SUPPLIED MATERIAL -
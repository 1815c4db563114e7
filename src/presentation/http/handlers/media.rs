use crate::{
    domain::media::entity::{FileType, MediaItem},
    presentation::http::{errors::AppError, state::AppState},
};
use axum::{
    Json,
    extract::{Path, Query, State},
};
use serde::Deserialize;
use uuid::Uuid;

#[derive(Debug, Default, Deserialize)]
pub struct MediaQuery {
    pub file_type: Option<String>,
}

impl MediaQuery {
    /// `None` for a missing, blank or `all` filter.
    pub fn filter(&self) -> Result<Option<FileType>, AppError> {
        match self.file_type.as_deref().map(str::trim) {
            None | Some("") => Ok(None),
            Some(raw) if raw.eq_ignore_ascii_case("all") => Ok(None),
            Some(raw) => Ok(Some(raw.parse()?)),
        }
    }
}

pub async fn list_media(
    State(state): State<AppState>,
    Query(query): Query<MediaQuery>,
) -> Result<Json<Vec<MediaItem>>, AppError> {
    let items = state.media.list(query.filter()?).await?;
    Ok(Json(items))
}

pub async fn get_media(
    State(state): State<AppState>,
    Path(id): Path<Uuid>,
) -> Result<Json<MediaItem>, AppError> {
    Ok(Json(state.media.get(id).await?))
}
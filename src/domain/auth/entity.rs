use serde::{Deserialize, Serialize};
use ts_rs::TS;
use uuid::Uuid;

#[derive(Debug, Clone, Serialize, Deserialize, TS, PartialEq, Eq)]
#[ts(export)]
pub struct AuthUser {
    pub id: Uuid,
    pub email: String,
}

#[derive(Debug, Clone, Serialize, Deserialize, TS, PartialEq, Eq)]
#[ts(export)]
pub struct AuthSession {
    pub access_token: String,
    pub token_type: String,
    pub expires_in: i64,
    pub user: AuthUser,
}

/// The single address allowed to sign in. Compared trimmed and case-insensitively.
#[derive(Debug, Clone, PartialEq, Eq)]
pub struct AuthorizedEmail(String);

impl AuthorizedEmail {
    pub fn new(email: &str) -> Self {
        Self(normalize_email(email))
    }

    pub fn matches(&self, candidate: &str) -> bool {
        !self.0.is_empty() && normalize_email(candidate) == self.0
    }

    pub fn as_str(&self) -> &str {
        &self.0
    }
}

pub fn normalize_email(email: &str) -> String {
    email.trim().to_lowercase()
}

THE TASK - Collect every line above that contains the word "Some".

OUTPUT -
            None | Some("") => Ok(None),
            Some(raw) if raw.eq_ignore_ascii_case("all") => Ok(None),
            Some(raw) => Ok(Some(raw.parse()?)),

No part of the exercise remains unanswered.